YOUR GOAL: How many of the lines below hold the string "LexerPosition"? Say only the number.

[INPUT — start]

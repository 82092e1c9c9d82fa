//! flashcpp-par - turns a token stream into an AST plus the symbol,
//! namespace, and template tables the parser builds incrementally while it
//! walks the source (§4.2-§4.4).
//!
//! Semantic analysis (overload resolution, type checking, constexpr
//! evaluation) is not this crate's job; the parser only needs enough
//! bookkeeping to know what a name refers to syntactically - is it a type,
//! is it a template, which scope declared it - so that expressions like
//! `T * p` parse as a declaration when `T` is a type and a multiplication
//! otherwise.

pub mod ast;
mod expr;
mod items;
mod pattern;
mod registry;
mod stmt;
mod types;

use flashcpp_lex::{Keyword, Lexer, LexerPosition, OperatorKind, PunctuatorKind, Token, TokenKind};
use flashcpp_util::{Handler, Span, StringHandle, StringInterner};

pub use ast::*;
pub use registry::{
    NamespaceEntry, NamespaceRegistry, Scope, ScopeKind, SpecializationRank, SymbolTable,
    TemplateArgExtension, TemplateEntry, TemplateInstantiationKey, TemplateRegistry,
    TemplateSpecialization, MAX_INSTANTIATION_DEPTH,
};

/// Parses one translation unit, building the [`Ast`] plus the registries
/// needed for subsequent semantic analysis.
pub struct Parser<'a> {
    lexer: Lexer<'a>,
    pub ast: Ast,
    pub symbols: SymbolTable,
    pub namespaces: NamespaceRegistry,
    pub templates: TemplateRegistry,

    /// Nesting depth of `<...>` template argument lists currently open;
    /// the lexer's `>>`-splitting mode is on whenever this is nonzero.
    template_arg_depth: u32,
    /// True while parsing the body of a class template member - bodies are
    /// not parsed eagerly there, only skipped and recorded as a
    /// [`DeferredBody`] for later re-parsing once template parameters are
    /// bound (§4.4).
    in_class_template: bool,
    /// Enclosing namespace names, outermost first, used to build the
    /// fully-qualified handle `NamespaceRegistry` keys on (§4.3).
    namespace_path: Vec<StringHandle>,
}

/// Everything a completed parse produced: the AST plus the three registries
/// it populated along the way.
pub struct ParseOutput {
    pub ast: Ast,
    pub symbols: SymbolTable,
    pub namespaces: NamespaceRegistry,
    pub templates: TemplateRegistry,
}

/// Snapshot of parser state for a trial parse that may be abandoned
/// (SFINAE-by-trial-parse, §4.4). Restoring replays neither lexer input nor
/// emitted diagnostics: `rollback` is two O(1) resets.
pub struct TrialCheckpoint {
    position: LexerPosition,
    diagnostic_len: usize,
}

impl<'a> Parser<'a> {
    pub fn new(source: &'a str, handler: &'a mut Handler, interner: &'a mut StringInterner) -> Self {
        Self {
            lexer: Lexer::new(source, handler, interner),
            ast: Ast::new(),
            symbols: SymbolTable::new(),
            namespaces: NamespaceRegistry::new(),
            templates: TemplateRegistry::new(),
            template_arg_depth: 0,
            in_class_template: false,
            namespace_path: Vec::new(),
        }
    }

    /// Parses the whole translation unit, consuming `self`. A declaration
    /// that fails to parse does not abort the unit: the parser resyncs at
    /// the next top-level `;` or matching `}` and keeps going, so a single
    /// malformed declaration yields one error instead of a cascade.
    pub fn parse(self) -> Ast {
        self.parse_unit().ast
    }

    /// Like [`Parser::parse`], but also hands back the symbol, namespace,
    /// and template registries the parse built up - semantic analysis needs
    /// all three, not just the AST (§3.4: "parser + code generator run
    /// interleaved").
    pub fn parse_unit(mut self) -> ParseOutput {
        while !self.at_eof() {
            match self.parse_declaration() {
                Some(decl) => self.ast.top_level.push(decl),
                None => self.resync_to_next_declaration(),
            }
        }
        ParseOutput {
            ast: self.ast,
            symbols: self.symbols,
            namespaces: self.namespaces,
            templates: self.templates,
        }
    }

    // ---- token access -----------------------------------------------

    pub(crate) fn current(&mut self) -> Token {
        self.lexer.peek(0).clone()
    }

    pub(crate) fn peek_kind(&mut self, k: usize) -> TokenKind {
        self.lexer.peek(k).kind.clone()
    }

    pub(crate) fn current_span(&mut self) -> Span {
        self.lexer.peek(0).span
    }

    pub(crate) fn at_eof(&mut self) -> bool {
        matches!(self.lexer.peek(0).kind, TokenKind::Eof)
    }

    pub(crate) fn advance(&mut self) -> Token {
        self.lexer.consume()
    }

    pub(crate) fn check_kw(&mut self, kw: Keyword) -> bool {
        matches!(self.lexer.peek(0).kind, TokenKind::Keyword(k) if k == kw)
    }

    pub(crate) fn eat_kw(&mut self, kw: Keyword) -> bool {
        if self.check_kw(kw) {
            self.advance();
            true
        } else {
            false
        }
    }

    pub(crate) fn check_punct(&mut self, p: PunctuatorKind) -> bool {
        matches!(self.lexer.peek(0).kind, TokenKind::Punctuator(k) if k == p)
    }

    pub(crate) fn eat_punct(&mut self, p: PunctuatorKind) -> bool {
        if self.check_punct(p) {
            self.advance();
            true
        } else {
            false
        }
    }

    pub(crate) fn check_op(&mut self, o: OperatorKind) -> bool {
        matches!(self.lexer.peek(0).kind, TokenKind::Operator(k) if k == o)
    }

    pub(crate) fn eat_op(&mut self, o: OperatorKind) -> bool {
        if self.check_op(o) {
            self.advance();
            true
        } else {
            false
        }
    }

    pub(crate) fn check_ident(&mut self) -> bool {
        matches!(self.lexer.peek(0).kind, TokenKind::Identifier(_))
    }

    pub(crate) fn expect_ident(&mut self) -> Option<StringHandle> {
        match self.lexer.peek(0).kind.clone() {
            TokenKind::Identifier(handle) => {
                self.advance();
                Some(handle)
            }
            _ => {
                self.error("expected an identifier");
                None
            }
        }
    }

    pub(crate) fn expect_punct(&mut self, p: PunctuatorKind, what: &str) -> Option<()> {
        if self.eat_punct(p) {
            Some(())
        } else {
            self.error(&format!("expected '{}'", what));
            None
        }
    }

    pub(crate) fn expect_kw(&mut self, kw: Keyword, what: &str) -> Option<()> {
        if self.eat_kw(kw) {
            Some(())
        } else {
            self.error(&format!("expected '{}'", what));
            None
        }
    }

    pub(crate) fn expect_op(&mut self, op: OperatorKind) -> Option<()> {
        if self.eat_op(op) {
            Some(())
        } else {
            self.error("expected an operator");
            None
        }
    }

    pub(crate) fn error(&mut self, message: &str) {
        let span = self.current_span();
        self.lexer.handler.build_error(span, message.to_string()).emit(self.lexer.handler);
    }

    pub(crate) fn intern(&mut self, text: &str) -> StringHandle {
        self.lexer.interner.intern(text)
    }

    /// `override` and `final` carry meaning only in a member-declarator
    /// tail and are otherwise ordinary identifiers, so the lexer doesn't
    /// reserve them; match by spelling and consume only on a hit.
    pub(crate) fn eat_contextual_keyword(&mut self, text: &str) -> bool {
        if let TokenKind::Identifier(handle) = self.lexer.peek(0).kind {
            if self.lexer.interner.resolve(handle) == text {
                self.advance();
                return true;
            }
        }
        false
    }

    // ---- template argument list mode ---------------------------------

    /// Entered while parsing a `<...>` template argument list so the lexer
    /// splits `>>` into two `>` tokens. Depth-counted so a nested
    /// template-id inside the argument list doesn't prematurely turn the
    /// mode off when it closes its own `<...>`.
    pub(crate) fn enter_template_arg_mode(&mut self) {
        self.template_arg_depth += 1;
        self.lexer.set_template_arg_mode(true);
    }

    pub(crate) fn exit_template_arg_mode(&mut self) {
        self.template_arg_depth = self.template_arg_depth.saturating_sub(1);
        if self.template_arg_depth == 0 {
            self.lexer.set_template_arg_mode(false);
        }
    }

    // ---- SFINAE trial parse --------------------------------------------

    /// Snapshots lexer position and diagnostic count so a speculative parse
    /// (substituting template arguments to see whether a candidate
    /// overload is viable) can be thrown away without a trace if it fails.
    pub(crate) fn begin_trial(&mut self) -> TrialCheckpoint {
        TrialCheckpoint {
            position: self.lexer.save_position(),
            diagnostic_len: self.lexer.handler.len(),
        }
    }

    /// Discards the trial: rewinds the lexer and drops every diagnostic
    /// emitted since `begin_trial`, leaving the handler as if the trial had
    /// never been attempted.
    pub(crate) fn rollback_trial(&mut self, checkpoint: TrialCheckpoint) {
        self.lexer.restore_position(checkpoint.position);
        self.lexer.handler.truncate(checkpoint.diagnostic_len);
    }

    /// Keeps the trial's side effects: the parse succeeded so its tokens
    /// and diagnostics stand.
    pub(crate) fn commit_trial(&mut self, _checkpoint: TrialCheckpoint) {}

    /// True if the checkpoint captured zero errors, i.e. the region parsed
    /// since then is well-formed.
    pub(crate) fn trial_clean(&self, checkpoint: &TrialCheckpoint) -> bool {
        self.lexer.handler.len() == checkpoint.diagnostic_len
    }

    // ---- deferred template bodies ---------------------------------------

    /// Skips a balanced `{ ... }` block without building statements,
    /// recording the token range so the body can be re-parsed once the
    /// enclosing template's parameters are bound (§4.4). Assumes the
    /// opening `{` has already been consumed.
    pub(crate) fn skip_deferred_body(&mut self) -> DeferredBody {
        let start = self.lexer.save_position();
        let mut depth: u32 = 1;
        while depth > 0 && !self.at_eof() {
            if self.check_punct(PunctuatorKind::LBrace) {
                depth += 1;
            } else if self.check_punct(PunctuatorKind::RBrace) {
                depth -= 1;
                if depth == 0 {
                    break;
                }
            }
            self.advance();
        }
        let end = self.lexer.save_position();
        self.eat_punct(PunctuatorKind::RBrace);
        DeferredBody { start, end }
    }

    /// Re-parses a previously deferred function body at the lexer position
    /// it was recorded at. The caller (semantic analysis, during template
    /// instantiation) is responsible for restoring the lexer afterward if
    /// it needs to keep parsing past the deferred region.
    pub fn parse_deferred_body(&mut self, body: DeferredBody) -> Option<StmtId> {
        let resume = self.lexer.save_position();
        self.lexer.restore_position(body.start);
        let block = self.parse_block_stmt();
        self.lexer.restore_position(resume);
        block
    }

    pub(crate) fn enter_class_template(&mut self) -> bool {
        std::mem::replace(&mut self.in_class_template, true)
    }

    pub(crate) fn restore_class_template(&mut self, previous: bool) {
        self.in_class_template = previous;
    }

    pub(crate) fn is_in_class_template(&self) -> bool {
        self.in_class_template
    }

    // ---- namespace path ------------------------------------------------

    pub(crate) fn push_namespace(&mut self, name: StringHandle) {
        self.namespace_path.push(name);
    }

    pub(crate) fn pop_namespace(&mut self) {
        self.namespace_path.pop();
    }

    /// Interns `a::b::c` for the current namespace path plus `name`, so
    /// `NamespaceRegistry` lookups cost one hash probe rather than one per
    /// segment (§4.3).
    pub(crate) fn qualify_with_namespace(&mut self, name: StringHandle) -> StringHandle {
        if self.namespace_path.is_empty() {
            return name;
        }
        let mut text = String::new();
        for segment in &self.namespace_path {
            text.push_str(self.lexer.interner.resolve(*segment));
            text.push_str("::");
        }
        text.push_str(self.lexer.interner.resolve(name));
        self.intern(&text)
    }

    // ---- error recovery ------------------------------------------------

    /// After a failed top-level declaration, skip tokens until a `;` (the
    /// usual declaration terminator) or a `}` that closes back past the
    /// current brace depth, then stop so the next `parse_declaration` call
    /// starts clean.
    pub(crate) fn resync_to_next_declaration(&mut self) {
        let mut depth: i32 = 0;
        loop {
            if self.at_eof() {
                return;
            }
            if depth == 0 && self.check_punct(PunctuatorKind::Semi) {
                self.advance();
                return;
            }
            if self.check_punct(PunctuatorKind::LBrace) {
                depth += 1;
            } else if self.check_punct(PunctuatorKind::RBrace) {
                if depth == 0 {
                    self.advance();
                    return;
                }
                depth -= 1;
            }
            self.advance();
        }
    }
}

#[cfg(test)]
mod edge_cases;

[INPUT — finish]

YOUR RESPONSE: 2